Fire your doctor, immediately! Your doctor is required to educate you, before you sign any paperwork. Do not under any circumstances return to this doctor! Call your PCP and get a referral to somebody else, today.
The money you will have to pay for the file will be worth it. When I paid to get a copy of what was in my file, it validated why I fired my doctor because my case was badly mishandled.
When you get your new doctor, please do the following.
1. Look at your lab reports and the doctor's notes so that you can following what has been happening, all along. They're a lot easier to understand than women realize.
2. Get a full description of what you have, where it's located, how extensive it is, how many cervical quadrants are involved, (Think of the cervix as divided into fourths.) if you have dysplasia in the endocervical canal, and if you have dysplasia in the endocervical glands. This will tell you if you actually need surgery, and if so, which one is appropriate.
3. If you require surgery, get an in-depth discussion of the risks, benefits, and future complications of all your treatment options - cryosurgery, laser, LEEP, and cold knife cone biopsy - before a recommendation. This is a regulatory requirement. Keep in mind the ACOG wants doctors to be conservative about managing CIN I and II in very young women.
4. After a recommendation, find out how experienced the doctor is with that surgical option, how often the doctor does that surgery, per week, how much the doctor charges to do it, how often the doctor recommends the other surgerical options, and how often the doctor refers a woman to another doctor who is more experienced with a surgical option a woman qualifies for. This will tell you if your doctor actually wants to do what is best for you or if he or she just wants to make money.
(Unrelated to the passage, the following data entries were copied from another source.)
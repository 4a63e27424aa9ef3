//! Super Student - falling-targets learning game, simulation core
//!
//! Core modules:
//! - `sim`: Frame-stepped simulation (particles, effects, collisions, levels)
//! - `renderer`: Draw surface contract, text glyphs and vertex batching
//! - `platform`: Pointer and multi-touch input
//! - `persistence`: Level progress marker
//! - `settings`: Display-mode driven configuration
//! - `audio`: Fire-and-forget audio dispatch
//! - `session`: Fixed-rate frame driver and level lifecycle

pub mod audio;
pub mod persistence;
pub mod platform;
pub mod renderer;
pub mod session;
pub mod settings;
pub mod sim;

pub use settings::{DisplayMode, Settings};

use glam::Vec2;
use serde::{Deserialize, Serialize};

/// Game configuration constants
pub mod consts {
    use super::Rgb;

    /// Fixed frame rate; all motion is expressed per frame
    pub const FRAME_RATE: u32 = 50;

    /// Frames between two spawns of the current group
    pub const LETTER_SPAWN_INTERVAL: u64 = 60;
    /// Number of sequence values per group
    pub const GROUP_SIZE: usize = 5;
    /// Score awarded per destroyed target
    pub const POINTS_PER_HIT: u32 = 10;

    /// Cracks needed to shatter the screen
    pub const MAX_CRACKS: u32 = 10;
    pub const SHAKE_DURATION_MISCLICK: u32 = 10;
    pub const SHAKE_MAGNITUDE_MISCLICK: f32 = 5.0;
    /// Minor shake when a non-target object is tapped
    pub const SHAKE_DURATION_WRONG_TARGET: u32 = 5;
    pub const SHAKE_MAGNITUDE_WRONG_TARGET: f32 = 3.0;
    /// Frames between the last crack and the game-over screen
    pub const GAME_OVER_DELAY_FRAMES: u32 = 60;

    /// Velocity kept after a wall bounce
    pub const BOUNCE_DAMPENING: f32 = 0.8;
    /// Restitution applied to object/object impulses
    pub const RESTITUTION: f32 = 0.85;

    /// Destructions between two checkpoint screens
    pub const CHECKPOINT_INTERVAL: u32 = 10;
    /// Settle frames before a pending checkpoint may show
    pub const CHECKPOINT_SETTLE_FRAMES: u32 = 60;

    /// Frames with dot collisions disarmed after a colors round starts
    pub const COLORS_COLLISION_DELAY: u32 = 250;

    pub const WHITE: Rgb = Rgb::new(255, 255, 255);
    pub const BLACK: Rgb = Rgb::new(0, 0, 0);
    pub const FLAME_COLORS: [Rgb; 3] = [
        Rgb::new(255, 69, 0),
        Rgb::new(255, 215, 0),
        Rgb::new(0, 191, 255),
    ];
}

/// 8-bit RGB color
#[derive(Debug, Clone, Copy, PartialEq, Eq, Hash, Default, Serialize, Deserialize)]
pub struct Rgb {
    pub r: u8,
    pub g: u8,
    pub b: u8,
}

impl Rgb {
    pub const fn new(r: u8, g: u8, b: u8) -> Self {
        Self { r, g, b }
    }

    /// Linear blend toward `other` (t clamped to [0, 1])
    pub fn lerp(self, other: Rgb, t: f32) -> Rgb {
        let t = t.clamp(0.0, 1.0);
        let mix = |a: u8, b: u8| (a as f32 + (b as f32 - a as f32) * t).round() as u8;
        Rgb::new(mix(self.r, other.r), mix(self.g, other.g), mix(self.b, other.b))
    }

    /// Normalized RGBA for vertex colors
    pub fn to_rgba(self, alpha: u8) -> [f32; 4] {
        [
            self.r as f32 / 255.0,
            self.g as f32 / 255.0,
            self.b as f32 / 255.0,
            alpha as f32 / 255.0,
        ]
    }
}

/// Axis-aligned rectangle in screen space
#[derive(Debug, Clone, Copy, PartialEq, Default, Serialize, Deserialize)]
pub struct Rect {
    pub min: Vec2,
    pub max: Vec2,
}

impl Rect {
    pub const ZERO: Rect = Rect {
        min: Vec2::ZERO,
        max: Vec2::ZERO,
    };

    pub fn new(min: Vec2, max: Vec2) -> Self {
        Self { min, max }
    }

    /// Rectangle of the given size centered on `center`
    pub fn from_center(center: Vec2, size: Vec2) -> Self {
        let half = size * 0.5;
        Self {
            min: center - half,
            max: center + half,
        }
    }

    #[inline]
    pub fn width(&self) -> f32 {
        self.max.x - self.min.x
    }

    #[inline]
    pub fn height(&self) -> f32 {
        self.max.y - self.min.y
    }

    #[inline]
    pub fn center(&self) -> Vec2 {
        (self.min + self.max) * 0.5
    }

    /// Half-open containment (left/top inclusive), so an empty rect holds nothing
    #[inline]
    pub fn contains(&self, point: Vec2) -> bool {
        point.x >= self.min.x && point.x < self.max.x && point.y >= self.min.y && point.y < self.max.y
    }

    pub fn intersects(&self, other: &Rect) -> bool {
        self.min.x <= other.max.x
            && self.max.x >= other.min.x
            && self.min.y <= other.max.y
            && self.max.y >= other.min.y
    }

    /// Grow by `pad` on every side
    pub fn padded(&self, pad: f32) -> Rect {
        Rect {
            min: self.min - Vec2::splat(pad),
            max: self.max + Vec2::splat(pad),
        }
    }
}

/// Convert polar (r, theta) to cartesian (x, y)
#[inline]
pub fn polar_to_cartesian(r: f32, theta: f32) -> Vec2 {
    Vec2::new(r * theta.cos(), r * theta.sin())
}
5. If you have any allergies to metal or chemicals, please tell the doctor what they are. I did not know LEEP involved a piece of hot metal, and I have bad metal allergies. My body's reaction was not good.
6. If you require surgery, be honest with the doctor about your pain tolerance and anxiety level. The doctor needs to work with you and give you a sedative if you are frightened or even do the patient while you are under general anesthesia. But you must disclose any health issues you may have. Never trust a doctor who says something is "no big deal." Your doctor is not having surgery done to him or her, and I would be interested to know what the doctor would do if he or she needed surgery done to his or her body.
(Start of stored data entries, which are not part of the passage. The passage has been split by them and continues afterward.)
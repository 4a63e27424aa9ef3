//! Fire-and-forget audio dispatch
//!
//! The frame loop never waits on audio. [`AudioDispatcher`] forwards requests
//! over a bounded channel to a worker thread that owns the actual backend;
//! when the queue is full the request is dropped.

use std::thread::JoinHandle;

use crossbeam_channel::{Sender, TrySendError, bounded};

/// Sound effect types
#[derive(Debug, Clone, Copy, PartialEq, Eq)]
pub enum SoundEffect {
    /// Target destroyed
    Explosion,
    /// Misclick cracked the glass
    GlassCrack,
    /// Tapped something that is not the target
    WrongTarget,
    /// Colors mode target color changed
    ColorSwitch,
    /// Checkpoint screen about to show
    Checkpoint,
    /// Glass fully shattered
    GameOver,
}

/// Audio collaborator seen by the simulation. Never fails.
pub trait AudioSink {
    /// Speak the word for a destroyed target
    fn play_target_sound(&mut self, word: &str);

    fn play_destruction_sound(&mut self, effect: SoundEffect);
}

/// No-op sink
#[derive(Debug, Default, Clone, Copy)]
pub struct SilentAudio;

impl AudioSink for SilentAudio {
    fn play_target_sound(&mut self, _word: &str) {}

    fn play_destruction_sound(&mut self, _effect: SoundEffect) {}
}

/// Something that actually makes noise; runs on the audio worker thread
pub trait AudioBackend: Send + 'static {
    fn speak(&mut self, word: &str, volume: f32);

    fn effect(&mut self, effect: SoundEffect, volume: f32);
}

/// Backend that only logs what it would play
#[derive(Debug, Default)]
pub struct LogBackend;

impl AudioBackend for LogBackend {
    fn speak(&mut self, word: &str, volume: f32) {
        log::debug!("speak {:?} at {:.2}", word, volume);
    }

    fn effect(&mut self, effect: SoundEffect, volume: f32) {
        log::debug!("effect {:?} at {:.2}", effect, volume);
    }
}

#[derive(Debug)]
enum AudioCommand {
    Speak(String, f32),
    Effect(SoundEffect, f32),
}

/// Queue depth before requests are dropped
const QUEUE_DEPTH: usize = 32;

/// Channel-fed audio worker
pub struct AudioDispatcher {
    tx: Option<Sender<AudioCommand>>,
    worker: Option<JoinHandle<()>>,
    master_volume: f32,
    sfx_volume: f32,
    voice_volume: f32,
    muted: bool,
}

impl AudioDispatcher {
    /// Start a worker thread that owns `backend`.
    ///
    /// If the thread cannot be spawned the dispatcher stays silent.
    pub fn spawn<B: AudioBackend>(mut backend: B) -> Self {
        let (tx, rx) = bounded::<AudioCommand>(QUEUE_DEPTH);
        let worker = std::thread::Builder::new()
            .name("audio".into())
            .spawn(move || {
                for command in rx {
                    match command {
                        AudioCommand::Speak(word, volume) => backend.speak(&word, volume),
                        AudioCommand::Effect(effect, volume) => backend.effect(effect, volume),
                    }
                }
            });

        let (tx, worker) = match worker {
            Ok(handle) => (Some(tx), Some(handle)),
            Err(e) => {
                log::warn!("Failed to start audio worker - audio disabled: {}", e);
                (None, None)
            }
        };

        Self {
            tx,
            worker,
            master_volume: 0.8,
            sfx_volume: 1.0,
            voice_volume: 1.0,
            muted: false,
        }
    }

    /// Set master volume (0.0 - 1.0)
    pub fn set_master_volume(&mut self, vol: f32) {
        self.master_volume = vol.clamp(0.0, 1.0);
    }

    /// Set SFX volume (0.0 - 1.0)
    pub fn set_sfx_volume(&mut self, vol: f32) {
        self.sfx_volume = vol.clamp(0.0, 1.0);
    }

    /// Set spoken word volume (0.0 - 1.0)
    pub fn set_voice_volume(&mut self, vol: f32) {
        self.voice_volume = vol.clamp(0.0, 1.0);
    }

    /// Mute/unmute all audio
    pub fn set_muted(&mut self, muted: bool) {
        self.muted = muted;
    }

    pub fn is_running(&self) -> bool {
        self.tx.is_some()
    }

    fn effective_volume(&self, channel: f32) -> f32 {
        if self.muted {
            0.0
        } else {
            self.master_volume * channel
        }
    }

    fn send(&mut self, command: AudioCommand) {
        let Some(tx) = &self.tx else { return };
        match tx.try_send(command) {
            Ok(()) => {}
            Err(TrySendError::Full(dropped)) => {
                log::debug!("Audio queue full, dropped {:?}", dropped);
            }
            Err(TrySendError::Disconnected(_)) => {
                log::warn!("Audio worker stopped - audio disabled");
                self.tx = None;
            }
        }
    }
}

impl AudioSink for AudioDispatcher {
    fn play_target_sound(&mut self, word: &str) {
        let vol = self.effective_volume(self.voice_volume);
        if vol > 0.0 {
            self.send(AudioCommand::Speak(word.to_string(), vol));
        }
    }

    fn play_destruction_sound(&mut self, effect: SoundEffect) {
        let vol = self.effective_volume(self.sfx_volume);
        if vol > 0.0 {
            self.send(AudioCommand::Effect(effect, vol));
        }
    }
}

impl Drop for AudioDispatcher {
    fn drop(&mut self) {
        // Closing the channel ends the worker loop
        self.tx = None;
        if let Some(worker) = self.worker.take() {
            let _ = worker.join();
        }
    }
}
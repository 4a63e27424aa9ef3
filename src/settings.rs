//! Game settings and preferences
//!
//! Persisted as JSON next to the binary. The display mode preset decides
//! every capacity the simulation allocates up front.

use std::path::Path;

use serde::{Deserialize, Serialize};

/// Display preset (regular monitor or large interactive board)
#[derive(Debug, Clone, Copy, PartialEq, Eq, Serialize, Deserialize, Default)]
pub enum DisplayMode {
    #[default]
    Default,
    QBoard,
}

impl DisplayMode {
    pub fn as_str(&self) -> &'static str {
        match self {
            DisplayMode::Default => "DEFAULT",
            DisplayMode::QBoard => "QBOARD",
        }
    }

    pub fn from_str(s: &str) -> Option<Self> {
        match s.to_lowercase().as_str() {
            "default" => Some(DisplayMode::Default),
            "qboard" | "q-board" => Some(DisplayMode::QBoard),
            _ => None,
        }
    }

    /// Particle pool capacity
    pub fn max_particles(&self) -> usize {
        match self {
            DisplayMode::Default => 100,
            DisplayMode::QBoard => 150,
        }
    }

    /// Explosion collection capacity
    pub fn max_explosions(&self) -> usize {
        match self {
            DisplayMode::Default => 5,
            DisplayMode::QBoard => 8,
        }
    }

    /// Swirl particles around the center piece
    pub fn max_swirl_particles(&self) -> usize {
        match self {
            DisplayMode::Default => 30,
            DisplayMode::QBoard => 50,
        }
    }

    /// Radius of the colors-mode mother dot
    pub fn mother_radius(&self) -> f32 {
        match self {
            DisplayMode::Default => 90.0,
            DisplayMode::QBoard => 120.0,
        }
    }

    pub fn font_size_regular(&self) -> f32 {
        match self {
            DisplayMode::Default => 24.0,
            DisplayMode::QBoard => 30.0,
        }
    }

    pub fn font_size_large(&self) -> f32 {
        match self {
            DisplayMode::Default => 48.0,
            DisplayMode::QBoard => 60.0,
        }
    }

    /// Object collisions are resolved every Nth frame
    pub fn collision_check_frequency(&self) -> u64 {
        match self {
            DisplayMode::Default => 1,
            DisplayMode::QBoard => 2,
        }
    }
}

/// Game settings/preferences
#[derive(Debug, Clone, PartialEq, Serialize, Deserialize)]
#[serde(default)]
pub struct Settings {
    /// Display preset
    pub display_mode: DisplayMode,

    // === Visual Effects ===
    /// Screen shake on misclicks and wrong taps
    pub screen_shake: bool,
    /// Particle effects (bursts, shards, collision sparks)
    pub particles: bool,

    // === HUD ===
    /// Show FPS counter
    pub show_fps: bool,

    // === Audio ===
    /// Master volume (0.0 - 1.0)
    pub master_volume: f32,
    /// Sound effects volume (0.0 - 1.0)
    pub sfx_volume: f32,
    /// Spoken target volume (0.0 - 1.0)
    pub voice_volume: f32,

    // === Accessibility ===
    /// Reduced motion (no shake)
    pub reduced_motion: bool,

    // === Simulation ===
    /// Override for the collision check frequency of the display mode
    pub collision_check_frequency: Option<u64>,
    /// Fixed seed for reproducible runs
    pub seed: Option<u64>,
}

impl Default for Settings {
    fn default() -> Self {
        Self {
            display_mode: DisplayMode::Default,

            screen_shake: true,
            particles: true,

            show_fps: false,

            master_volume: 0.8,
            sfx_volume: 1.0,
            voice_volume: 1.0,

            reduced_motion: false,

            collision_check_frequency: None,
            seed: None,
        }
    }
}

impl Settings {
    /// Settings for a display mode with every other field at its default
    pub fn for_display(display_mode: DisplayMode) -> Self {
        Self {
            display_mode,
            ..Self::default()
        }
    }

    /// Effective screen shake (respects reduced_motion)
    pub fn effective_screen_shake(&self) -> bool {
        self.screen_shake && !self.reduced_motion
    }

    /// Effective particle count cap
    pub fn max_particles(&self) -> usize {
        if !self.particles {
            0
        } else {
            self.display_mode.max_particles()
        }
    }

    pub fn max_explosions(&self) -> usize {
        self.display_mode.max_explosions()
    }

    pub fn collision_check_frequency(&self) -> u64 {
        self.collision_check_frequency
            .unwrap_or_else(|| self.display_mode.collision_check_frequency())
            .max(1)
    }

    /// Default file name, resolved relative to the working directory
    pub const FILE_NAME: &'static str = "settings.json";

    /// Load settings, falling back to defaults on a missing or malformed file
    pub fn load(path: &Path) -> Self {
        match Self::try_load(path) {
            Ok(settings) => {
                log::info!("Loaded settings from {}", path.display());
                settings
            }
            Err(e) if e.kind() == std::io::ErrorKind::NotFound => {
                log::info!("Using default settings");
                Self::default()
            }
            Err(e) => {
                log::warn!("Ignoring settings at {}: {}", path.display(), e);
                Self::default()
            }
        }
    }

    pub fn try_load(path: &Path) -> std::io::Result<Self> {
        let json = std::fs::read_to_string(path)?;
        let settings = serde_json::from_str(&json)?;
        Ok(settings)
    }

    pub fn save(&self, path: &Path) -> std::io::Result<()> {
        let json = serde_json::to_string_pretty(self)?;
        std::fs::write(path, json)?;
        log::info!("Settings saved");
        Ok(())
    }
}
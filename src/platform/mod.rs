//! Platform abstraction layer
//!
//! Handles native input differences:
//! - Mouse click detection
//! - Multi-touch with per-finger cooldown

pub mod input;

pub use input::{InputEvent, PointerAction, PointerInput};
7. This may be harder to find, but demand an HPV-DNA test. Roche has a good one, called AMPLICOR. Your insurance may not want to pay for it, so you may have to. Or the doctor isn't allowed to have it, or may not be allowed to offer it unless you ask, or you may have to go to a teaching hospital. But once you know which strain(s) you have, you'll know what approach you should take to protect your health.
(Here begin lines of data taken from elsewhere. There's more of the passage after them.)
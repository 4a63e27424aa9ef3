//! Frame-stepped simulation module
//!
//! All gameplay logic lives here:
//! - Fixed per-frame motion, no wall-clock time
//! - Seeded RNG streams, one per subsystem
//! - Rendering and audio only through the `Surface` and `Services` seams

pub mod center_piece;
pub mod checkpoint;
pub mod collision;
pub mod colors;
pub mod context;
pub mod effects;
pub mod error;
pub mod groups;
pub mod level;
pub mod mode;
pub mod objects;
pub mod particles;
pub mod rng;
pub mod services;
pub mod shatter;

pub use center_piece::CenterPieceManager;
pub use checkpoint::CheckpointTracker;
pub use collision::{Body, CollisionResult, CollisionThrottle, resolve_elastic, resolve_swap};
pub use colors::{ColorsLevelRunner, ColorsPhase, Dot, PALETTE, PaletteColor};
pub use context::SimulationContext;
pub use effects::{EvictionPolicy, Explosion, ExplosionSet, Flame, FlameSet, Starfield};
pub use error::LevelError;
pub use groups::{GroupAdvance, GroupTracker};
pub use level::{Completion, LevelPhase, LevelRunner, LevelStatus};
pub use mode::GameMode;
pub use objects::{FallingObject, FallingObjectSet, HitTest};
pub use particles::{Particle, ParticleHandle, ParticleManager};
pub use services::{CollisionStatus, Hud, HudInfo, NoHud, Screens, ScriptedScreens, Services};
pub use shatter::{GlassShatterManager, ShatterPhase};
I realize you are frustrated. But educating yourself will help you make a very informed decision. It will also force the doctor to work in partnership with you rather than doing something to your body because you were coerced.
There are also women who have used alternative medicine to either clear up dysplasia or have used it in conjunction with traditional surgery. The links have been changed, so I can contact them to post what they did, again. There is also a yahoo group called cervical_dysplasia. The monitor set it up for women to inform each other of the many choices.
You might also want to check www.clinicaltrials.gov to see what is being tested. There are always risks involved, so you must go over them carefully and be honest when you are being screened. But therapeutic medication is proving successful in clinical trials, and women need to know about this so that they can demand it.
Whatever you choose to do, please make sure it is informed. At the most, it will save your life. At the least, it will save the quality of your life.